What is needed is every line of the data that includes the word "required". Please copy each one.

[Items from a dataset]
▬▬▬▬▬▬
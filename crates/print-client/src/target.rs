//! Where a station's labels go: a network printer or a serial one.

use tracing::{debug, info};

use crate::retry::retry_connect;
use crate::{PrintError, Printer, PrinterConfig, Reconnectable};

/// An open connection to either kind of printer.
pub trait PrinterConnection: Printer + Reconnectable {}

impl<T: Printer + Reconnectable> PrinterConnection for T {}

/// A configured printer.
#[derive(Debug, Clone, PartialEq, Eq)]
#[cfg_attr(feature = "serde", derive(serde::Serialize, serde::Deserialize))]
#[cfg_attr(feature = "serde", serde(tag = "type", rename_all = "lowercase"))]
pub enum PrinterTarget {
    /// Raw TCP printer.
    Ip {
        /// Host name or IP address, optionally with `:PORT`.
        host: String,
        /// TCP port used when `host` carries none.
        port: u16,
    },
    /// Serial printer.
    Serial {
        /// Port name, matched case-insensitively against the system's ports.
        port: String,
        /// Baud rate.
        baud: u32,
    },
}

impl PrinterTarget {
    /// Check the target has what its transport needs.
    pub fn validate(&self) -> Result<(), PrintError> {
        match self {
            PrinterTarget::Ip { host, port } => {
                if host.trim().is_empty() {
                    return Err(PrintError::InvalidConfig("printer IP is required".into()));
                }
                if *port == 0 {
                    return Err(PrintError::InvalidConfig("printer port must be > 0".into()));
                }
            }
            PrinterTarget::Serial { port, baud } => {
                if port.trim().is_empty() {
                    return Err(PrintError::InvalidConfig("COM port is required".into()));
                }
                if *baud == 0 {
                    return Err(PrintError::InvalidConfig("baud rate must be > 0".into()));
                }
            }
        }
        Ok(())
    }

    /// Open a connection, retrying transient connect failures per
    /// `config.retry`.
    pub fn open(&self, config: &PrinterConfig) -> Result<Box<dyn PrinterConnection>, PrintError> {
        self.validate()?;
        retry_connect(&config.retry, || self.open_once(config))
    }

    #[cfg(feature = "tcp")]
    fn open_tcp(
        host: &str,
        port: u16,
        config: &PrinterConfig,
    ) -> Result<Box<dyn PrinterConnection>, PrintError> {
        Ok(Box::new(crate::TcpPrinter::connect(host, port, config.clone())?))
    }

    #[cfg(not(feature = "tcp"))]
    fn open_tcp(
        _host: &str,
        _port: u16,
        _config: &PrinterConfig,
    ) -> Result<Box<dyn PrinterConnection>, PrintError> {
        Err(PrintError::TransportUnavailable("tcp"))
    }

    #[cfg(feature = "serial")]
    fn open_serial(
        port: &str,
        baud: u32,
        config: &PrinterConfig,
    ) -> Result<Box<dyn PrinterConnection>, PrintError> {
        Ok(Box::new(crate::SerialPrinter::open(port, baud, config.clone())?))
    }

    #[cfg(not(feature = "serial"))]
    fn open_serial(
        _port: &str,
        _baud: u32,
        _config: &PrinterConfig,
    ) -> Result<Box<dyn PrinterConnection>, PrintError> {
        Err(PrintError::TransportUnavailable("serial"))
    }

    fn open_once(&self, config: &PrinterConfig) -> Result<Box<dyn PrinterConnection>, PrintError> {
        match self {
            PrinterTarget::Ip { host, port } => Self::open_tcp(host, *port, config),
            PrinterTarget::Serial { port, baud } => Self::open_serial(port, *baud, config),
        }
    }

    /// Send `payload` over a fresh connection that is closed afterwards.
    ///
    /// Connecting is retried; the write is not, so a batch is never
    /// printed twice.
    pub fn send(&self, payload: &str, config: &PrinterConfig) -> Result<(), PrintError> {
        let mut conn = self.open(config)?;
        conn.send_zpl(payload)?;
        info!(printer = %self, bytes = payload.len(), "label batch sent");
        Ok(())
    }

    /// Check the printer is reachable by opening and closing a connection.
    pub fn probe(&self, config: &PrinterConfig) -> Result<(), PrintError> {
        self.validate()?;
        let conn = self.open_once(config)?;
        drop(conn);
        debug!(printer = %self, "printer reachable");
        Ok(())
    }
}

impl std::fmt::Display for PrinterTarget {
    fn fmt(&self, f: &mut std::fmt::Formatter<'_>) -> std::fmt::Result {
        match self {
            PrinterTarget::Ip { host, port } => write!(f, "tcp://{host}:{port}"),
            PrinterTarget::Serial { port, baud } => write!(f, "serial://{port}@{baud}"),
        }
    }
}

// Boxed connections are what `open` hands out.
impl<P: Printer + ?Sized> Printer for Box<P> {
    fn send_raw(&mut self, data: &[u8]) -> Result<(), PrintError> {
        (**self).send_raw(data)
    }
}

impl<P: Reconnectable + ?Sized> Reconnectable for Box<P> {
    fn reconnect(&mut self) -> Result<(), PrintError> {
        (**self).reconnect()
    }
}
▬▬▬▬▬▬
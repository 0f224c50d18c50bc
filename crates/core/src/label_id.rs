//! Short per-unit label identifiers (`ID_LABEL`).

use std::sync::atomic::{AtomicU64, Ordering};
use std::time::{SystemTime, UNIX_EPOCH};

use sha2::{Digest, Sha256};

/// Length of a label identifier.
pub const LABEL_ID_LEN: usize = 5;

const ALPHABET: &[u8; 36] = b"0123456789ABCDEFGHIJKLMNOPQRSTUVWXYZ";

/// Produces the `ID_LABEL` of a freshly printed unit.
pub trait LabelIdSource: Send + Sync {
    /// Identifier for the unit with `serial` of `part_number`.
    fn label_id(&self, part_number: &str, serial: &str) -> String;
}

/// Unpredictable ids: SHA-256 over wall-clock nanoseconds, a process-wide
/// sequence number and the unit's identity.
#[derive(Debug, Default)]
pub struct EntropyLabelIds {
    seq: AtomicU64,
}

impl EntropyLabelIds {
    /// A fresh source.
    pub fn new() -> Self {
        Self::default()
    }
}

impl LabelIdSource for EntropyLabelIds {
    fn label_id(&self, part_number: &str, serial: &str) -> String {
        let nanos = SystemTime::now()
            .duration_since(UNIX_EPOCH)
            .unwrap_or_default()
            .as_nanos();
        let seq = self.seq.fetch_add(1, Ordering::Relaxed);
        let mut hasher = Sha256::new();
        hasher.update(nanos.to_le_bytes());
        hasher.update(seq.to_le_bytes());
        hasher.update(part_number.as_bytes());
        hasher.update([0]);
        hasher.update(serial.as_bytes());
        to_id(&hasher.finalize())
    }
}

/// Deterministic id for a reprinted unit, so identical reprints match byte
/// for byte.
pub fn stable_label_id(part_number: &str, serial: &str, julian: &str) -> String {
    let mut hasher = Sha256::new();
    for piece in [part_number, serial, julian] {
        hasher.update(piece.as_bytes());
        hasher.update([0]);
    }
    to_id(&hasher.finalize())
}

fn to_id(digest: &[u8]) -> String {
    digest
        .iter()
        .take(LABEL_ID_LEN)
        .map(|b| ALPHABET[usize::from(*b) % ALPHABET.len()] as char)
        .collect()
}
▬▬▬▬▬▬
■ Answer section:
                    return Err(PrintError::InvalidConfig("printer IP is required".into()));
                    return Err(PrintError::InvalidConfig("COM port is required".into()));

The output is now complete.